First Route, Red. 5+?
   

Saturday 17 November 2012

The beginnings

Roll back to April 2008 to a claggy day slogging up Ben Lomond with some friends. The calf burning, lung busting and heart thumping ascent was making me question what I was doing in an environment that felt unwelcoming but enticing then breaking through the cloud at 930m the answer was obvious. Seeing other peaks like islands in the clouds was even more breath taking than the effort to the summit of my first munro.

I could look back on my up bringing in a small village of the Scottish borders as the ingraining of the outdoors and adventure but moving to Dunblane in 96' gave me the back garden of Sherrifmuir and the surrounding area of the Trossachs in which to really explore and discover the outdoor environment.
View of my "back garden"
After leaving school I had more and more encounters with the outdoors and wild environments while also working outside as a green keeper for 3 years then a building site labourer.

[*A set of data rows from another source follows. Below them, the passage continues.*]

//! Lifecycle port for components managed by the registry.

use async_trait::async_trait;

use crate::domain::errors::KnowledgeResult;

/// Registration record for a component.
#[derive(Debug, Clone, PartialEq, Eq)]
pub struct ComponentSpec {
    pub name: String,
    pub dependencies: Vec<String>,
    /// Critical failures abort startup; others leave the component degraded.
    pub critical: bool,
}

impl ComponentSpec {
    pub fn new(name: impl Into<String>) -> Self {
        Self {
            name: name.into(),
            dependencies: Vec::new(),
            critical: true,
        }
    }

    pub fn depends_on(mut self, dependency: impl Into<String>) -> Self {
        self.dependencies.push(dependency.into());
        self
    }

    pub fn non_critical(mut self) -> Self {
        self.critical = false;
        self
    }

    pub fn critical(mut self, critical: bool) -> Self {
        self.critical = critical;
        self
    }
}

/// A unit with a start/stop lifecycle.
#[async_trait]
pub trait Component: Send + Sync {
    fn name(&self) -> &str;

    /// Acquire resources. May be called again after a failed attempt.
    async fn initialize(&self) -> KnowledgeResult<()>;

    /// Release resources.
    async fn shutdown(&self) -> KnowledgeResult<()>;
}
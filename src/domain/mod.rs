//! Domain layer for the patternbase knowledge core
//!
//! Core models, ports and the error taxonomy. Nothing in here performs I/O.

pub mod errors;
pub mod models;
pub mod ports;

pub use errors::{ComponentFailure, KnowledgeError, KnowledgeResult};
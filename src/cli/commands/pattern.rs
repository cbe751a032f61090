use anyhow::{Context, Result};
use chrono::{DateTime, Utc};
use serde::Serialize;

use crate::application::KnowledgeRuntime;
use crate::cli::output::{output, CommandOutput};
use crate::cli::table::{format_metadata, format_search_table};
use crate::cli::{to_filter, to_metadata};
use crate::domain::models::{Metadata, MetadataValue, Pattern, SearchResponse};
use crate::services::{PatternUpdate, SearchRequest};

#[derive(Debug, Serialize)]
pub struct AddOutput {
    pub success: bool,
    pub id: String,
}

impl CommandOutput for AddOutput {
    fn to_human(&self) -> String {
        format!("Stored pattern {}", self.id)
    }
}

#[derive(Debug, Serialize)]
pub struct SearchOutput {
    pub query: String,
    #[serde(flatten)]
    pub response: SearchResponse,
}

impl CommandOutput for SearchOutput {
    fn to_human(&self) -> String {
        if self.response.degraded {
            return "Vector index unavailable; no search was performed.".to_string();
        }
        if self.response.is_empty() {
            return format!("No patterns match '{}'.", self.query);
        }
        let count = self.response.len();
        format!(
            "{}\n\n{count} result{}",
            format_search_table(&self.response.results),
            if count == 1 { "" } else { "s" }
        )
    }
}

/// Pattern view without the raw embedding.
#[derive(Debug, Serialize)]
pub struct PatternOutput {
    pub id: String,
    pub text: String,
    pub metadata: Metadata,
    pub dimension: usize,
    pub created_at: DateTime<Utc>,
    pub updated_at: DateTime<Utc>,
}

impl From<Pattern> for PatternOutput {
    fn from(pattern: Pattern) -> Self {
        Self {
            dimension: pattern.embedding.len(),
            id: pattern.id,
            text: pattern.text,
            metadata: pattern.metadata,
            created_at: pattern.created_at,
            updated_at: pattern.updated_at,
        }
    }
}

impl CommandOutput for PatternOutput {
    fn to_human(&self) -> String {
        let mut lines = vec![
            format!("ID:        {}", self.id),
            format!("Text:      {}", self.text),
            format!("Dimension: {}", self.dimension),
            format!("Created:   {}", self.created_at.format("%Y-%m-%d %H:%M:%S")),
            format!("Updated:   {}", self.updated_at.format("%Y-%m-%d %H:%M:%S")),
        ];
        if !self.metadata.is_empty() {
            lines.push(format!("Metadata:  {}", format_metadata(&self.metadata)));
        }
        lines.join("\n")
    }
}

#[derive(Debug, Serialize)]
pub struct DeleteOutput {
    pub success: bool,
    pub id: String,
}

impl CommandOutput for DeleteOutput {
    fn to_human(&self) -> String {
        format!("Deleted pattern {}", self.id)
    }
}

/// Handle the add command
pub async fn handle_add(
    runtime: &KnowledgeRuntime,
    text: &str,
    meta: Vec<(String, MetadataValue)>,
    json: bool,
) -> Result<()> {
    let id = runtime
        .knowledge_base()
        .add(text, to_metadata(meta))
        .await
        .context("Failed to store pattern")?;
    output(&AddOutput { success: true, id }, json);
    Ok(())
}

/// Handle the search command
pub async fn handle_search(
    runtime: &KnowledgeRuntime,
    query: String,
    limit: Option<usize>,
    min_score: Option<f32>,
    filter: Vec<(String, MetadataValue)>,
    json: bool,
) -> Result<()> {
    let mut request = SearchRequest::new(query.clone());
    if let Some(filter) = to_filter(filter) {
        request = request.with_filter(filter);
    }
    if let Some(limit) = limit {
        request = request.with_limit(limit);
    }
    if let Some(min_score) = min_score {
        request = request.with_min_score(min_score);
    }

    let response = runtime
        .knowledge_base()
        .search_with(request)
        .await
        .context("Search failed")?;
    output(&SearchOutput { query, response }, json);
    Ok(())
}

/// Handle the update command
pub async fn handle_update(
    runtime: &KnowledgeRuntime,
    id: &str,
    text: Option<String>,
    meta: Vec<(String, MetadataValue)>,
    json: bool,
) -> Result<()> {
    let metadata = if meta.is_empty() {
        None
    } else {
        Some(to_metadata(meta))
    };
    if text.is_none() && metadata.is_none() {
        anyhow::bail!("Nothing to update: pass --text and/or --meta");
    }

    let pattern = runtime
        .knowledge_base()
        .update(id, PatternUpdate { text, metadata })
        .await
        .with_context(|| format!("Failed to update pattern {id}"))?;
    output(&PatternOutput::from(pattern), json);
    Ok(())
}

/// Handle the delete command
pub async fn handle_delete(runtime: &KnowledgeRuntime, id: &str, json: bool) -> Result<()> {
    runtime
        .knowledge_base()
        .delete(id)
        .await
        .with_context(|| format!("Failed to delete pattern {id}"))?;
    output(
        &DeleteOutput {
            success: true,
            id: id.to_string(),
        },
        json,
    );
    Ok(())
}

/// Handle the get command
pub async fn handle_get(runtime: &KnowledgeRuntime, id: &str, json: bool) -> Result<()> {
    let pattern = runtime
        .knowledge_base()
        .get(id)
        .await
        .context("Failed to fetch pattern")?
        .ok_or_else(|| anyhow::anyhow!("Pattern not found: {id}"))?;
    output(&PatternOutput::from(pattern), json);
    Ok(())
}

Walking, running, cycling were routine while hill walking was a once in a blue moon day out that was tempting but testing logistically  Until the first munro and the seed was planted.
 
I am living in Fort William and have been since march 2011. Fort William in the west highlands of Scotland and is the hub of Lochaber, also known as the Outdoor Capital of the UK. I have been studying at West Highland College UHI since September 11' and I am part of the School of Adventure Studies in my 1st year of the Adventure Tourism Managment degree. Also I'm doing a trainee scheme with The Ice Factor Ltd. the National ice climbing centre and I work there as an instructor for rock climbing,ice climbing and run sessions on the high ropes course

In the 4 years since "the first munro" (now on 89 for any baggers wanting to compare sac's)  I have walked, climbed, canoed, cycled, explored and been on all kinds expeditions in the Scottish mountains, the Lake District, Peak District, the Carpathian mountains, High Tatra's and the Hinterland of Portugal. Every step of the way to now November 2012 has been a learning curve towards becoming experienced and working towards NGB's and I have just completed a 6 day Mountain Leader training course. I am not going to back date all my adventures and experiences until now but i am going to keep up as to date from now on of all the activities, adventures, epics(if any) and other related topics or things of interest.
One of may many adventures so far(No.2 gully, Ben Nevis)
Having just completed ML training I am in a confident mood and planning when and where to book my assessment. While also looking forward to getting out in the mountains this winter. So there will be many blogs to follow.

Enjoy
James




Hello

I am starting a blog to go hand in hand with my work, degree and experiences that I wish to share. I have be thinking of doing this for some time but haven't had the time. Hopefully i do now.